ASSIGNMENT ▸ How many lines in the records below contain "filename"? Reply with the number alone.
(PROVIDED DATA)
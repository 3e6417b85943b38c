//! Firecrawl MCP Server — web scraping, search, and crawl jobs as MCP tools.

pub mod config;
pub mod prompts;
pub mod protocol;
pub mod repl;
pub mod resources;
pub mod tools;
pub mod transport;
pub mod types;

pub use config::{build_client, ServerOptions};
pub use protocol::ProtocolHandler;
pub use transport::StdioTransport;
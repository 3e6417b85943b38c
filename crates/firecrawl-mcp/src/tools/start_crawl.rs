//! Tool: start_crawl — Start an asynchronous crawl job.

use serde::Deserialize;
use serde_json::{json, Value};

use firecrawl_core::{CrawlOptions, FirecrawlClient};

use crate::types::{McpResult, ToolCallResult, ToolDefinition};

use super::support::{failure, parse_args};

#[derive(Debug, Deserialize)]
struct StartCrawlParams {
    url: String,
    #[serde(flatten)]
    options: CrawlOptions,
}

pub fn definition() -> ToolDefinition {
    ToolDefinition {
        name: "start_crawl".to_string(),
        description: Some(
            "Start crawling a site from a URL. Returns a job id immediately; poll check_crawl_status"
                .to_string(),
        ),
        input_schema: json!({
            "type": "object",
            "properties": {
                "url": { "type": "string", "description": "Starting URL" },
                "limit": { "type": "integer", "description": "Maximum pages to crawl" },
                "maxDepth": { "type": "integer", "description": "Maximum link depth" },
                "includePaths": { "type": "array", "items": { "type": "string" } },
                "excludePaths": { "type": "array", "items": { "type": "string" } },
                "allowBackwardLinks": { "type": "boolean" },
                "allowExternalLinks": { "type": "boolean" },
                "ignoreSitemap": { "type": "boolean" },
                "scrapeOptions": { "type": "object", "description": "Options applied to each page" }
            },
            "required": ["url"]
        }),
    }
}

pub async fn execute(args: Value, client: &FirecrawlClient) -> McpResult<ToolCallResult> {
    let params: StartCrawlParams = parse_args(args)?;

    match client.start_crawl(&params.url, &params.options).await {
        Ok(handle) => Ok(ToolCallResult::json(&json!({
            "job_id": handle.id,
            "kind": handle.id.kind_name(),
            "status_url": handle.status_url,
            "status": "started",
        }))),
        Err(e) => Ok(failure("start_crawl", &params.url, e)),
    }
}
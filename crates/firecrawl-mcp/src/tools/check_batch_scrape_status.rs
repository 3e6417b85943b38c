//! Tool: check_batch_scrape_status — Poll a batch scrape job.

use serde::Deserialize;
use serde_json::Value;

use firecrawl_core::{BatchScrape, FirecrawlClient};

use crate::types::{McpResult, ToolCallResult, ToolDefinition};

use super::support::{failure, job_id, job_id_schema, parse_args};

#[derive(Debug, Deserialize)]
struct StatusParams {
    job_id: String,
}

pub fn definition() -> ToolDefinition {
    ToolDefinition {
        name: "check_batch_scrape_status".to_string(),
        description: Some(
            "Check a batch scrape job. Completed jobs return documents keyed by URL".to_string(),
        ),
        input_schema: job_id_schema("batch scrape"),
    }
}

pub async fn execute(args: Value, client: &FirecrawlClient) -> McpResult<ToolCallResult> {
    let params: StatusParams = parse_args(args)?;
    let subject = format!("job {}", params.job_id);

    let result = match job_id::<BatchScrape>(&params.job_id) {
        Ok(id) => client.check_batch_scrape_status(&id).await,
        Err(e) => Err(e),
    };

    match result {
        Ok(status) => Ok(ToolCallResult::json(&status)),
        Err(e) => Ok(failure("check_batch_scrape_status", &subject, e)),
    }
}
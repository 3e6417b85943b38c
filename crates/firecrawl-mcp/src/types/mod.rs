//! All MCP data types used by the server.

pub mod capabilities;
pub mod error;
pub mod message;
pub mod request;
pub mod response;

pub use capabilities::*;
pub use error::*;
pub use message::*;
pub use request::*;
pub use response::*;
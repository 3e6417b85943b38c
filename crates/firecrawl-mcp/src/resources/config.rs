//! Resource: firecrawl://config

use serde_json::json;

use firecrawl_core::FirecrawlClient;

use crate::tools::ToolRegistry;
use crate::types::{McpResult, ReadResourceResult, ResourceContent, SERVER_NAME, SERVER_VERSION};

use super::templates::CONFIG_URI;

pub fn read_config(client: &FirecrawlClient) -> McpResult<ReadResourceResult> {
    let tools: Vec<String> = ToolRegistry::list_tools()
        .into_iter()
        .map(|t| t.name)
        .collect();

    let value = json!({
        "server": SERVER_NAME,
        "version": SERVER_VERSION,
        "api_url": client.api_url(),
        "timeout_secs": client.timeout().as_secs(),
        "api_key_configured": true,
        "tools": tools,
    });

    Ok(ReadResourceResult {
        contents: vec![ResourceContent::json(CONFIG_URI, &value)],
    })
}
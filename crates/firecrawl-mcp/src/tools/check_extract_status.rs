//! Tool: check_extract_status — Poll an extraction job.

use serde::Deserialize;
use serde_json::Value;

use firecrawl_core::{Extract, FirecrawlClient};

use crate::types::{McpResult, ToolCallResult, ToolDefinition};

use super::support::{failure, job_id, job_id_schema, parse_args};

#[derive(Debug, Deserialize)]
struct StatusParams {
    job_id: String,
}

pub fn definition() -> ToolDefinition {
    ToolDefinition {
        name: "check_extract_status".to_string(),
        description: Some("Check an extraction job and return its data once completed".to_string()),
        input_schema: job_id_schema("extract"),
    }
}

pub async fn execute(args: Value, client: &FirecrawlClient) -> McpResult<ToolCallResult> {
    let params: StatusParams = parse_args(args)?;
    let subject = format!("job {}", params.job_id);

    let result = match job_id::<Extract>(&params.job_id) {
        Ok(id) => client.check_extract_status(&id).await,
        Err(e) => Err(e),
    };

    match result {
        Ok(status) => Ok(ToolCallResult::json(&status)),
        Err(e) => Ok(failure("check_extract_status", &subject, e)),
    }
}
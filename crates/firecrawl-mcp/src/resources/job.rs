//! Resources: firecrawl://{crawl,batch-scrape,extract}/{id}

use firecrawl_core::{
    BatchScrape, Crawl, Extract, FirecrawlClient, FirecrawlError, JobId, JobKind, JobStatus,
};

use crate::types::{McpError, McpResult, ReadResourceResult, ResourceContent};

pub async fn read_crawl(uri: &str, id: &str, client: &FirecrawlClient) -> McpResult<ReadResourceResult> {
    let id = parse_id::<Crawl>(id)?;
    respond(uri, client.check_crawl_status(&id).await)
}

pub async fn read_batch_scrape(
    uri: &str,
    id: &str,
    client: &FirecrawlClient,
) -> McpResult<ReadResourceResult> {
    let id = parse_id::<BatchScrape>(id)?;
    respond(uri, client.check_batch_scrape_status(&id).await)
}

pub async fn read_extract(uri: &str, id: &str, client: &FirecrawlClient) -> McpResult<ReadResourceResult> {
    let id = parse_id::<Extract>(id)?;
    respond(uri, client.check_extract_status(&id).await)
}

fn parse_id<K: JobKind>(raw: &str) -> McpResult<JobId<K>> {
    JobId::parse(raw.trim()).map_err(|e| McpError::InvalidParams(format!("Invalid {} job ID: {e}", K::NAME)))
}

fn respond(uri: &str, status: Result<JobStatus, FirecrawlError>) -> McpResult<ReadResourceResult> {
    match status {
        Ok(status) => Ok(ReadResourceResult {
            contents: vec![ResourceContent::json(uri, &status)],
        }),
        Err(FirecrawlError::NotFound { .. }) => Err(McpError::ResourceNotFound(uri.to_string())),
        Err(e) => Err(e.into()),
    }
}
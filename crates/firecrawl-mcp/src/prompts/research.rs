//! Prompt: research — Guide for searching and reading sources.

use serde_json::Value;

use crate::types::{McpError, McpResult, PromptGetResult, PromptMessage};

pub fn expand(args: Value) -> McpResult<PromptGetResult> {
    let topic = args
        .get("topic")
        .and_then(Value::as_str)
        .filter(|t| !t.trim().is_empty())
        .ok_or_else(|| McpError::InvalidParams("'topic' argument is required".to_string()))?;

    let text = format!(
        "Research the topic: {topic}\n\n\
         Please:\n\
         1. Use search with a focused query and limit 5\n\
         2. Pick the most relevant results and read them with scrape_url\n\
         3. Cross-check facts between sources\n\
         4. Answer with citations to the URLs you used"
    );

    Ok(PromptGetResult {
        description: Some("Guide for researching a topic on the web".to_string()),
        messages: vec![PromptMessage::user(text)],
    })
}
(End PROVIDED DATA)
SOLVED PROBLEM ▸ 7